Metabiographies from the field of general historiography

In the field of artist and writer biographies, the metabiographical approach can be found e.g. B. in a study by David Dennis on Ludwig van Beethoven (1770–1827) and by Lucasta Miller (2001), which successfully applied it to the example of Emily Brontë (1818–48). Gordon S. Wood's work on the Americanization of Benjamin Franklin is not a metabiography , although the Franklin literature would represent an ideal material basis for such an investigation.

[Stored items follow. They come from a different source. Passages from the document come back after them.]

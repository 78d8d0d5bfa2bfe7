//! Persisted game aggregate and its parts.

use glam::Vec2;
use serde::{Deserialize, Serialize};
use std::fmt;
use std::str::FromStr;

/// Background theme, bought with feathers.
#[derive(Debug, Clone, Copy, PartialEq, Eq, Hash, Serialize, Deserialize)]
#[serde(rename_all = "lowercase")]
pub enum Theme {
    Morning,
    Sunset,
    Night,
}

impl Theme {
    pub const ALL: [Theme; 3] = [Theme::Morning, Theme::Sunset, Theme::Night];

    /// Price in feathers.
    pub fn cost(&self) -> u32 {
        match self {
            Theme::Morning => 0,
            Theme::Sunset => 50,
            Theme::Night => 100,
        }
    }

    pub fn as_str(&self) -> &'static str {
        match self {
            Theme::Morning => "morning",
            Theme::Sunset => "sunset",
            Theme::Night => "night",
        }
    }
}

impl Default for Theme {
    fn default() -> Self {
        Theme::Morning
    }
}

impl fmt::Display for Theme {
    fn fmt(&self, f: &mut fmt::Formatter<'_>) -> fmt::Result {
        f.write_str(self.as_str())
    }
}

impl FromStr for Theme {
    type Err = String;

    fn from_str(s: &str) -> Result<Self, Self::Err> {
        Theme::ALL
            .into_iter()
            .find(|t| t.as_str().eq_ignore_ascii_case(s.trim()))
            .ok_or_else(|| format!("unknown theme: {s}"))
    }
}

/// A falling feather.
#[derive(Debug, Clone, PartialEq, Serialize, Deserialize)]
pub struct Collectible {
    pub id: u64,
    /// Centre, in field units. y grows downward.
    pub position: Vec2,
    /// Degrees, wrapped to `0..360`.
    pub rotation: f32,
    /// Units per tick.
    pub fall_speed: f32,
    /// Degrees per tick.
    pub rotation_speed: f32,
    pub scale: f32,
    #[serde(default)]
    pub collected: bool,
    /// Ticks left before a collected feather disappears.
    #[serde(default)]
    pub despawn_in_ticks: u32,
}

#[derive(Debug, Clone, PartialEq, Serialize, Deserialize)]
#[serde(default)]
pub struct GameState {
    pub score: u32,
    pub feathers_collected: u32,
    pub is_active: bool,
    /// Player centre normalized to the field, `0.0..=1.0` on both axes.
    pub player_position: Vec2,
    pub collectibles: Vec<Collectible>,
    pub theme: Theme,
}

impl Default for GameState {
    fn default() -> Self {
        Self {
            score: 0,
            feathers_collected: 0,
            is_active: false,
            player_position: Vec2::splat(0.5),
            collectibles: Vec::new(),
            theme: Theme::default(),
        }
    }
}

Metabiographies from the field of the historiography of the natural sciences

Examples of metabiographies about natural scientists are "The nine lives of Gregor Mendel " by Jan Sapp, Newton: the Making of Genius by Patricia Fara and Alexander von Humboldt : a Metabiography by Nicolaas Rupke . James Moore and Ralph Colp applied the metabiographical approach to Charles Darwin . A metabiographic trend can also be seen in the Reader's Guide to the History of Science (2000).

See also

Remarks

  1. ^ Rupke, Nicolaas, Alexander von Humboldt: A Metabiography (corrected edition). Chicago and London: University of Chicago Press 2008, p. 214.
  2. ^ Shapin, Steven, "Lives after death," Nature , Vol. 441 (2006), p. 286; Quotations in the original wording: "that shifting biographical traditions make one person have many lives" and "configured and reconfigured according to the sensibilities and needs of the changing cultural settings".
  3. ^ Rupke, Nicolaas, Alexander von Humboldt: A Metabiography (corrected edition). Chicago and London: University of Chicago Press 2008, p. 214.
  4. ^ Söderqvist, Thomas, [review by Nicolaas A. Rupke, Alexander von Humboldt: a Metabiography], Isis , Vol. 98 (2007), pp. 203-204; Söderqvist understands metabiographics as the traditional critical appraisal of the biographical literature on a specific person.
  5. ^ Guerlac, Henry, "Lavoisier and his biographers," Isis , Vol. 45 (1954), pp. 51-62.
  6. ^ Hall, A. Rupert, Isaac Newton: Eighteenth-Century Perspectives . Oxford [etc.]: Oxford University Press 1999.
  7. ^ Dennis, David B., Beethoven in German Politics, 1870-1989 . New Haven and London: Yale University Press 1996.
  8. Miller, Lucasta, The Brontë Myth . London: Cape 2001.
  9. ^ Wood, Gordon S., The Americanization of Benjamin Franklin . New York, NY: Penguin 2004.
  10. ^ Sapp, Jan, "The nine lives of Gregor Mendel" in Le Grand, Homer E. (ed.), Experimental Inquiries . Dordrecht: Kluwer 1990, pp. 137–166. Sapp analyzes the various interpretations of Mendel's work on genetics by later specialists in this field, who select him as a Darwinist, anti-Darwinian, supporter of the theory of evolution, opponent of the theory of evolution, Mendelian, non-Mendelian and as a researcher who manipulated or manipulated his data. did not do so, and even as someone who completely made up his experiments on crossing plants.
  11. ^ Fara, Patricia, Newton: the Making of Genius . London: Macmillan 2002.
  12. ^ Rupke, Nicolaas, Alexander von Humboldt: A Metabiography (corrected edition). Chicago and London: University of Chicago Press 2008; Rupke shows how Humboldt has been used as a projection surface for a succession of different socio-political ideologies in Germany since the mid-19th century and until today.
  13. ^ Moore, James, The Darwin Legend . Grand Rapids, Michigan: Baker Books 1994; Moore, James, "Telling tales: Evangelicals and the Darwin legend" in Livingstone, David N., Hart, DG, and Noll, Mark A. (Eds.), Evangelicals and Science in Historical Perspective . New York and Oxford: Oxford University Press 1999, pp. 220-233; Colp, Ralph, "Charles Darwin's past and future biographies," History of Science , 27 (1989), 167-197.